Is It Possible For Cuba To Pay Off Their International Debt With Rum?

By Ryan Velez

CelebrityNetWorth is reporting on a unique measure a country is using to try and pay back its international debts. According to the finance ministry in Prague in the Czech Republic, Cuba is offering a combination of rum and pharmaceuticals to try and pay off its debt. Much of this stems from the 1980s, where Cuba and then-Czechoslovakia were among each other’s 10 largest trading partners. At the moment, a report by Agence France-Presse places the debt at $270 million.

Part of the reason why this option has been presented is due to the nature of Cuban currency. This is split between Cuban pesos for locals and convertible pesos, equivalent to U.S. dollars, which are used by tourists. Neither is available outside of Cuba. In addition, the original debt is in Russian rubles and will need to be converted into modern currency for a final estimation of exactly how much is truly owed.    The Czech Republic imported $17 million worth of rum in 2015, and if the full debt was to be settled in rum, it would be enough to last the country for 15 years.

However, this deal is not likely a possibility. Prague mentioned that it would prefer to have at least a portion of the debt repaid in cash. While the U.S. and Cuba recently reopened formal diplomatic relations, Cuba is still cut off from most international financing. In addition, pharmaceuticals may not be a viable option. Cuban drugs lack certification in the EU, but more traditional medicine used in the Czech Republic may be suitable.

While the notion of trying to pay a debt in rum may sound a bit absurd, this doesn’t make it the first time that borrowers in need have proposed swaps. In 2010, the Financial Times reports that North Korea tried to settle 5% of its $10 million in debt with ginseng.

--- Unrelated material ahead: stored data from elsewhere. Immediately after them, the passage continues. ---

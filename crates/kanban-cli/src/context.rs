use kanban_config::{KanbanConfig, StoreConfig};
use kanban_db::StoreGateway;

/// Shared resources initialized once at startup.
pub struct AppContext {
    pub gateway: StoreGateway,
    pub config: KanbanConfig,
}

impl AppContext {
    pub async fn init(store: &StoreConfig, config: KanbanConfig) -> anyhow::Result<Self> {
        let gateway = StoreGateway::connect(store).await?;
        Ok(Self { gateway, config })
    }
}
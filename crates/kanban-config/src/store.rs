//! Store connection parameters.

use serde::{Deserialize, Serialize};

use crate::error::ConfigError;

/// Connection parameters for the document store.
///
/// `uri` is a local libSQL path (`kanban.db`, `file:kanban.db`, `:memory:`)
/// or a remote `libsql://` / `https://` URL. `namespace` and `collection`
/// select the partition of the documents table the gateway works on.
#[derive(Debug, Clone, Default, Deserialize, Serialize, PartialEq, Eq)]
pub struct StoreConfig {
    /// Endpoint URI.
    #[serde(default)]
    pub uri: String,

    /// Database namespace. `dbcontext` is accepted as an alias.
    #[serde(default, alias = "dbcontext")]
    pub namespace: String,

    /// Collection name.
    #[serde(default)]
    pub collection: String,

    /// Auth token for remote endpoints. Ignored for local paths.
    #[serde(default)]
    pub auth_token: String,
}

impl StoreConfig {
    #[must_use]
    pub fn new(
        uri: impl Into<String>,
        namespace: impl Into<String>,
        collection: impl Into<String>,
    ) -> Self {
        Self {
            uri: uri.into(),
            namespace: namespace.into(),
            collection: collection.into(),
            auth_token: String::new(),
        }
    }

    /// In-memory store, for tests and throwaway sessions.
    #[must_use]
    pub fn in_memory(namespace: impl Into<String>, collection: impl Into<String>) -> Self {
        Self::new(":memory:", namespace, collection)
    }

    /// All three connection parameters are set.
    #[must_use]
    pub fn is_configured(&self) -> bool {
        self.missing_fields().is_empty()
    }

    /// The endpoint is a remote libSQL server rather than a local file.
    #[must_use]
    pub fn is_remote(&self) -> bool {
        ["libsql://", "http://", "https://"]
            .iter()
            .any(|scheme| self.uri.starts_with(scheme))
    }

    /// Check that all three connection parameters are set.
    ///
    /// # Errors
    ///
    /// Returns `ConfigError::NotConfigured` naming every empty parameter.
    pub fn validate(&self) -> Result<(), ConfigError> {
        let missing = self.missing_fields();
        if missing.is_empty() {
            Ok(())
        } else {
            Err(ConfigError::NotConfigured {
                section: "store".to_string(),
                missing: missing.join(", "),
            })
        }
    }

    fn missing_fields(&self) -> Vec<&'static str> {
        [
            ("uri", &self.uri),
            ("namespace", &self.namespace),
            ("collection", &self.collection),
        ]
        .into_iter()
        .filter(|(_, value)| value.trim().is_empty())
        .map(|(name, _)| name)
        .collect()
    }
}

This also dates back to the Cold War era, where Czechoslovakia supplied equipment to the countries. The ginseng deal would end up being rejected when Czech officials said they wanted zinc instead. Russia also once offered a nuclear submarine and two fighter jets to New Zealand for dairy products in 1993, and the Dominican Republic agreed to send black beans, pasta, and sugar for Venezuelan crude shipments.